Djamila Salah

Avoir travaillé aux côtés des grands hommes de théâtre, suivre leur pratique, ces expériences ne cessent de me nourrir.

Chacun de ceux qui ont été mes maîtres nourriciers se penche à sa manière sur le texte pour entendre jusqu’à ses murmures et ses silences

Josef Svoboda, Giorgio Strehler, Otomar Krejca, Klaus Grüber, Jean Dautremay.

Cet exercice leur a donné de grandes oreilles et en plus grand nombre

investissant leurs regards

voir et écouter c’est tout un

voir pour entendre, écouter pour voir.

 

Au commencement

Mehmet Ulusoy ouvre la porte du théâtre et m’embarque dans son poème scénique.

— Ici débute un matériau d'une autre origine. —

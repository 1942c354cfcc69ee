//! Recursive file visitor.
//!
//! Directories are descended but never yielded. Visit order is
//! directory-listing order — callers collect into sets, so ordering affects
//! only performance. Any walk or callback error aborts the whole pass.

use std::path::{Path, PathBuf};

use anyhow::Result;
use walkdir::WalkDir;

/// One visited file.
#[derive(Debug, Clone)]
pub struct FileVisit {
    /// Base name of the file.
    pub filename: String,
    /// Absolute directory containing the file.
    pub subdirectory: PathBuf,
    /// Path relative to the walk root.
    pub relative_path: PathBuf,
}

/// Visit every file under `root`.
pub fn walk<F>(root: &Path, mut on_file: F) -> Result<()>
where
    F: FnMut(&FileVisit) -> Result<()>,
{
    for entry in WalkDir::new(root) {
        let entry = entry?;
        if !entry.file_type().is_file() {
            continue;
        }
        let relative_path = entry.path().strip_prefix(root)?.to_path_buf();
        let visit = FileVisit {
            filename: entry.file_name().to_string_lossy().into_owned(),
            subdirectory: entry
                .path()
                .parent()
                .unwrap_or(root)
                .to_path_buf(),
            relative_path,
        };
        on_file(&visit)?;
    }
    Ok(())
}

/// Count of files under `root`.
pub fn count_files(root: &Path) -> Result<usize> {
    let mut count = 0;
    walk(root, |_| {
        count += 1;
        Ok(())
    })?;
    Ok(count)
}
async fn run_cache_clear(ctx: &AppContext) -> Result<()> {
    let username = required_username(ctx)?;
    ctx.cache_service(&username).clear_cache().await?;
    ctx.notifier.info(&format!("cache cleared for {username}"));
    Ok(())
}

/// Print the conflict tree, directories before files, stamps where known.
fn render_results(ctx: &AppContext, username: &str, diffs: &DirectoryDiffResults) {
    let tree = ConflictTree::from_results(username, diffs);
    if tree.is_empty() {
        ctx.notifier.info("no differences found");
        return;
    }
    for row in tree.rows() {
        let indent = "  ".repeat(row.depth);
        let stamps = match (&row.local_stamp, &row.remote_stamp) {
            (Some(local), Some(remote)) => format!("  (local {local}, org {remote})"),
            (None, Some(remote)) => format!("  (org {remote})"),
            _ => String::new(),
        };
        ctx.notifier
            .append_line(&format!("{indent}{}{stamps}", row.label));
    }
    ctx.notifier
        .info(&format!("{} file(s) differ", tree.conflict_count()));
}
// SPDX-License-Identifier: MIT

//! Minimal Tooling API client: query, create, batched delete.
//!
//! Every non-2xx response is decoded into the API's error-array shape and
//! surfaced as [`OrgError::Tooling`] so callers can inspect error codes.

use std::time::Duration;

use anyhow::{Context, Result};
use async_trait::async_trait;
use reqwest::{Client, Response, StatusCode};
use serde::de::DeserializeOwned;
use serde::{Deserialize, Serialize};
use serde_json::Value;
use tracing::debug;

use crate::auth::OrgAuth;
use crate::error::{ApiError, OrgError};

pub const REQUEST_TIMEOUT: Duration = Duration::from_secs(30);
/// Subrequest ceiling for one composite batch call.
pub const BATCH_LIMIT: usize = 25;

#[derive(Debug, Clone, Deserialize)]
#[serde(rename_all = "camelCase")]
pub struct QueryResult {
    #[serde(default)]
    pub records: Vec<Value>,
    #[serde(default)]
    pub done: bool,
    #[serde(default)]
    pub total_size: i64,
}

#[derive(Debug, Clone, Deserialize)]
pub struct CreateResult {
    pub id: String,
    pub success: bool,
}

#[derive(Debug, Clone, Deserialize, Serialize)]
#[serde(rename_all = "camelCase")]
pub struct BatchResultItem {
    pub status_code: u16,
    #[serde(default)]
    pub result: Value,
}

#[derive(Debug, Clone, Default, Deserialize, Serialize)]
#[serde(rename_all = "camelCase")]
pub struct BatchResults {
    pub has_errors: bool,
    #[serde(default)]
    pub results: Vec<BatchResultItem>,
}

/// The API surface the checkpoint machinery needs; mocked in tests.
#[async_trait]
pub trait ToolingApi: Send + Sync {
    async fn query(&self, soql: &str) -> Result<QueryResult>;
    async fn create(&self, sobject: &str, body: Value) -> Result<CreateResult>;
    async fn batch_delete(&self, sobject: &str, ids: &[String]) -> Result<BatchResults>;
    async fn current_user_id(&self) -> Result<String>;
}

pub struct ToolingClient {
    http: Client,
    auth: OrgAuth,
}

impl ToolingClient {
    pub fn new(auth: OrgAuth) -> Result<Self> {
        let http = Client::builder()
            .timeout(REQUEST_TIMEOUT)
            .build()
            .context("failed to build http client")?;
        Ok(Self { http, auth })
    }

    fn base_url(&self) -> String {
        format!(
            "{}/services/data/v{}/tooling",
            self.auth.instance_url.trim_end_matches('/'),
            self.auth.api_version
        )
    }

    async fn read_json<T: DeserializeOwned>(&self, response: Response) -> Result<T> {
        let status = response.status();
        if status.is_success() {
            return response
                .json::<T>()
                .await
                .context("failed to decode response body");
        }
        let body = response.text().await.unwrap_or_default();
        Err(OrgError::Tooling {
            status: status.as_u16(),
            errors: parse_api_errors(status, &body),
        }
        .into())
    }
}

#[async_trait]
impl ToolingApi for ToolingClient {
    async fn query(&self, soql: &str) -> Result<QueryResult> {
        debug!(soql, "tooling query");
        let response = self
            .http
            .get(format!("{}/query", self.base_url()))
            .bearer_auth(&self.auth.access_token)
            .query(&[("q", soql)])
            .send()
            .await
            .context("tooling query request failed")?;
        self.read_json(response).await
    }

    async fn create(&self, sobject: &str, body: Value) -> Result<CreateResult> {
        let response = self
            .http
            .post(format!("{}/sobjects/{}", self.base_url(), sobject))
            .bearer_auth(&self.auth.access_token)
            .json(&body)
            .send()
            .await
            .with_context(|| format!("create {sobject} request failed"))?;
        self.read_json(response).await
    }

    async fn batch_delete(&self, sobject: &str, ids: &[String]) -> Result<BatchResults> {
        let mut combined = BatchResults::default();
        for chunk in ids.chunks(BATCH_LIMIT) {
            let requests: Vec<Value> = chunk
                .iter()
                .map(|id| {
                    serde_json::json!({
                        "method": "DELETE",
                        "url": format!(
                            "v{}/tooling/sobjects/{}/{}",
                            self.auth.api_version, sobject, id
                        ),
                    })
                })
                .collect();
            let response = self
                .http
                .post(format!("{}/composite/batch", self.base_url()))
                .bearer_auth(&self.auth.access_token)
                .json(&serde_json::json!({ "batchRequests": requests }))
                .send()
                .await
                .context("batch delete request failed")?;
            let mut results: BatchResults = self.read_json(response).await?;
            combined.has_errors |= results.has_errors;
            combined.results.append(&mut results.results);
        }
        Ok(combined)
    }

    async fn current_user_id(&self) -> Result<String> {
        let soql = format!(
            "SELECT Id FROM User WHERE Username = '{}'",
            self.auth.username.replace('\'', "\\'")
        );
        let result = self.query(&soql).await?;
        result
            .records
            .first()
            .and_then(|record| record.get("Id"))
            .and_then(|id| id.as_str())
            .map(|id| id.to_string())
            .ok_or_else(|| {
                OrgError::Auth {
                    message: format!("no user record for {}", self.auth.username),
                }
                .into()
            })
    }
}

fn parse_api_errors(status: StatusCode, body: &str) -> Vec<ApiError> {
    serde_json::from_str::<Vec<ApiError>>(body).unwrap_or_else(|_| {
        vec![ApiError {
            message: if body.is_empty() {
                format!("HTTP {status}")
            } else {
                body.to_string()
            },
            error_code: "UNKNOWN".to_string(),
        }]
    })
}

#[cfg(test)]
mod tests {
    use super::*;

    #[test]
    fn api_error_arrays_decode() {
        let body = r#"[{"message": "bad line", "errorCode": "FIELD_INTEGRITY_EXCEPTION"}]"#;
        let errors = parse_api_errors(StatusCode::BAD_REQUEST, body);
        assert_eq!(errors.len(), 1);
        assert_eq!(errors[0].error_code, "FIELD_INTEGRITY_EXCEPTION");
    }

    #[test]
    fn unparseable_bodies_become_a_single_unknown_error() {
        let errors = parse_api_errors(StatusCode::BAD_GATEWAY, "<html>oops</html>");
        assert_eq!(errors.len(), 1);
        assert_eq!(errors[0].error_code, "UNKNOWN");
        assert_eq!(errors[0].message, "<html>oops</html>");
    }

    #[test]
    fn empty_bodies_report_the_status() {
        let errors = parse_api_errors(StatusCode::INTERNAL_SERVER_ERROR, "");
        assert_eq!(errors[0].message, "HTTP 500 Internal Server Error");
    }

    #[test]
    fn batch_results_use_wire_names() {
        let raw = r#"{
            "hasErrors": true,
            "results": [
                {"statusCode": 204, "result": null},
                {"statusCode": 400, "result": [{"message": "gone", "errorCode": "ENTITY_IS_DELETED"}]}
            ]
        }"#;
        let parsed: BatchResults = serde_json::from_str(raw).unwrap();
        assert!(parsed.has_errors);
        assert_eq!(parsed.results.len(), 2);
        assert_eq!(parsed.results[1].status_code, 400);
    }

    #[test]
    fn query_result_defaults_are_tolerant() {
        let parsed: QueryResult = serde_json::from_str(r#"{"records": []}"#).unwrap();
        assert!(!parsed.done);
        assert_eq!(parsed.total_size, 0);
    }
}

Chez lui l’esprit de Brecht et d’Hikmet bat, bat, bat au rythme du vivant

et donne du cœur.

Dans son sillage, Denis Bablet, le père protecteur, me tient la main

m’envoie chez Armand Delcampe accompagnateur majuscule de Vilar

hôte salvateur de grands artistes européens dans son Atelier théâtral de Louvain-la-Neuve

devenu Théâtre Jean Vilar

défendant leur héritage et me transmettant leurs leçons

au service du public

Service Public oblige.

 

Aujourd’hui à mon tour je me penche très bas sur le texte

l’écouter

le questionner

sans prétendre obtenir de réponse

sans vouloir extorquer une solution

le texte centre de gravité du travail avec les acteurs

tous les acteurs de l’espace scénique

les comédiens, la lumière, les costumes, l’espace sonore, le public.

 

Faire entendre le texte sans étouffer son mystère

sans en réduire l’énigme

mais m’appuyant sur elle

la laisser nous interroger à son tour.